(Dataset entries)
——

use serde::{Deserialize, Serialize};

use crate::types::Record;

/// Unified error type for all Vercel DNS operations.
///
/// Each variant carries a `provider` field identifying the API that produced
/// the error, plus variant-specific context. All variants are serializable
/// for structured error reporting.
///
/// No error is retried internally; transient conditions such as
/// [`NetworkError`](Self::NetworkError) or [`RateLimited`](Self::RateLimited)
/// are surfaced immediately and left to the caller's retry policy.
#[derive(Debug, Clone, Serialize, Deserialize)]
#[serde(tag = "code")]
pub enum ProviderError {
    /// A network-level error occurred (DNS resolution failure, connection
    /// refused, 5xx gateway response, etc.).
    NetworkError {
        /// Provider that produced the error.
        provider: String,
        /// Error details.
        detail: String,
    },

    /// The HTTP request timed out.
    Timeout {
        /// Provider that produced the error.
        provider: String,
        /// Error details.
        detail: String,
    },

    /// The API token is invalid or expired.
    InvalidCredentials {
        /// Provider that produced the error.
        provider: String,
        /// Original error message from the provider API, if available.
        raw_message: Option<String>,
    },

    /// The token is valid but lacks access to the requested resource
    /// (wrong team scope, insufficient token permissions).
    PermissionDenied {
        /// Provider that produced the error.
        provider: String,
        /// Original error message from the provider API, if available.
        raw_message: Option<String>,
    },

    /// A conflicting DNS record already exists (e.g. a second CNAME for the
    /// same name).
    RecordExists {
        /// Provider that produced the error.
        provider: String,
        /// Name of the conflicting record.
        record_name: String,
        /// Original error message from the provider API, if available.
        raw_message: Option<String>,
    },

    /// The specified DNS record was not found.
    RecordNotFound {
        /// Provider that produced the error.
        provider: String,
        /// ID of the record that was not found.
        record_id: String,
        /// Original error message from the provider API, if available.
        raw_message: Option<String>,
    },

    /// The specified zone is not managed by this account.
    DomainNotFound {
        /// Provider that produced the error.
        provider: String,
        /// Zone name that was not found.
        zone: String,
        /// Original error message from the provider API, if available.
        raw_message: Option<String>,
    },

    /// A request parameter is invalid (bad TTL value, malformed record
    /// content, etc.).
    InvalidParameter {
        /// Provider that produced the error.
        provider: String,
        /// Name of the invalid parameter.
        param: String,
        /// Description of what's wrong.
        detail: String,
    },

    /// The API returned a record type this client does not model.
    UnsupportedRecordType {
        /// Provider that produced the error.
        provider: String,
        /// The unsupported record type string.
        record_type: String,
    },

    /// The API rate limit has been exceeded (HTTP 429).
    RateLimited {
        /// Provider that produced the error.
        provider: String,
        /// Suggested wait time in seconds before retrying, if the API
        /// provided one. Surfaced as-is; never acted on internally.
        retry_after: Option<u64>,
        /// Original error message from the provider API, if available.
        raw_message: Option<String>,
    },

    /// Failed to parse the provider's API response.
    ParseError {
        /// Provider that produced the error.
        provider: String,
        /// Details about the parse failure.
        detail: String,
    },

    /// An unrecognized error from the provider API.
    ///
    /// Catch-all for error codes not mapped to a specific variant.
    Unknown {
        /// Provider that produced the error.
        provider: String,
        /// Raw error code from the API, if available.
        raw_code: Option<String>,
        /// Raw error message from the API.
        raw_message: String,
    },
}

impl ProviderError {
    /// Whether this error reflects expected conditions (bad input, missing
    /// resources) rather than an operational failure. Used for log-level
    /// selection: `true` logs at `warn`, `false` at `error`.
    #[must_use]
    pub fn is_expected(&self) -> bool {
        matches!(
            self,
            Self::InvalidCredentials { .. }
                | Self::PermissionDenied { .. }
                | Self::RecordExists { .. }
                | Self::RecordNotFound { .. }
                | Self::DomainNotFound { .. }
                | Self::InvalidParameter { .. }
                | Self::UnsupportedRecordType { .. }
        )
    }
}

impl std::fmt::Display for ProviderError {
    fn fmt(&self, f: &mut std::fmt::Formatter<'_>) -> std::fmt::Result {
        match self {
            Self::NetworkError { provider, detail } => {
                write!(f, "[{provider}] Network error: {detail}")
            }
            Self::Timeout { provider, detail } => {
                write!(f, "[{provider}] Request timeout: {detail}")
            }
            Self::InvalidCredentials {
                provider,
                raw_message,
            } => {
                if let Some(msg) = raw_message {
                    write!(f, "[{provider}] Invalid credentials: {msg}")
                } else {
                    write!(f, "[{provider}] Invalid credentials")
                }
            }
            Self::PermissionDenied {
                provider,
                raw_message,
            } => {
                if let Some(msg) = raw_message {
                    write!(f, "[{provider}] Permission denied: {msg}")
                } else {
                    write!(f, "[{provider}] Permission denied")
                }
            }
            Self::RecordExists {
                provider,
                record_name,
                ..
            } => {
                write!(f, "[{provider}] Record '{record_name}' already exists")
            }
            Self::RecordNotFound {
                provider,
                record_id,
                ..
            } => {
                write!(f, "[{provider}] Record '{record_id}' not found")
            }
            Self::DomainNotFound {
                provider,
                zone,
                raw_message,
            } => {
                if let Some(msg) = raw_message {
                    write!(f, "[{provider}] Zone '{zone}' not found: {msg}")
                } else {
                    write!(f, "[{provider}] Zone '{zone}' not found")
                }
            }
            Self::InvalidParameter {
                provider,
                param,
                detail,
            } => {
                write!(f, "[{provider}] Invalid parameter '{param}': {detail}")
            }
            Self::UnsupportedRecordType {
                provider,
                record_type,
            } => {
                write!(f, "[{provider}] Unsupported record type: {record_type}")
            }
            Self::RateLimited {
                provider,
                retry_after,
                ..
            } => {
                if let Some(secs) = retry_after {
                    write!(f, "[{provider}] Rate limited (retry after {secs}s)")
                } else {
                    write!(f, "[{provider}] Rate limited")
                }
            }
            Self::ParseError { provider, detail } => {
                write!(f, "[{provider}] Parse error: {detail}")
            }
            Self::Unknown {
                provider,
                raw_message,
                ..
            } => {
                write!(f, "[{provider}] {raw_message}")
            }
        }
    }
}

impl std::error::Error for ProviderError {}

/// Convenience type alias for `Result<T, ProviderError>`.
pub type Result<T> = std::result::Result<T, ProviderError>;

/// Which batch operation a [`BatchError`] aborted.
#[derive(Debug, Clone, Copy, PartialEq, Eq, Serialize, Deserialize)]
#[serde(rename_all = "lowercase")]
pub enum BatchOperation {
    /// [`append_records`](crate::DnsProvider::append_records)
    Append,
    /// [`set_records`](crate::DnsProvider::set_records)
    Set,
    /// [`delete_records`](crate::DnsProvider::delete_records)
    Delete,
}

impl std::fmt::Display for BatchOperation {
    fn fmt(&self, f: &mut std::fmt::Formatter<'_>) -> std::fmt::Result {
        match self {
            Self::Append => write!(f, "append"),
            Self::Set => write!(f, "set"),
            Self::Delete => write!(f, "delete"),
        }
    }
}

/// A batch operation aborted partway through.
///
/// Batches are applied sequentially in input order and are not transactional:
/// when one record fails, records already applied stay applied. This error
/// carries both the terminating failure and the records that were processed
/// before it, so callers can reconcile or retry the remainder.
#[derive(Debug, Clone, Serialize, Deserialize)]
#[serde(rename_all = "camelCase")]
pub struct BatchError {
    /// Operation that aborted.
    pub operation: BatchOperation,
    /// Index of the failed record in the input batch.
    pub index: usize,
    /// Name of the record that failed.
    pub record_name: String,
    /// Records successfully processed before the failure, in input order.
    pub completed: Vec<Record>,
    /// The underlying failure.
    pub source: ProviderError,
}

impl std::fmt::Display for BatchError {
    fn fmt(&self, f: &mut std::fmt::Formatter<'_>) -> std::fmt::Result {
        write!(
            f,
            "{} aborted at record {} ('{}') with {} applied: {}",
            self.operation,
            self.index,
            self.record_name,
            self.completed.len(),
            self.source
        )
    }
}

impl std::error::Error for BatchError {
    fn source(&self) -> Option<&(dyn std::error::Error + 'static)> {
        Some(&self.source)
    }
}

/// Result of a batch operation: the processed records, or a [`BatchError`]
/// carrying the partial result.
pub type BatchResult = std::result::Result<Vec<Record>, BatchError>;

——

• _EXERCISE INSTRUCTIONS_: For each line above that includes "specific", copy the line.

• _TASK RESPONSE_:
/// the error, plus variant-specific context. All variants are serializable
    /// Catch-all for error codes not mapped to a specific variant.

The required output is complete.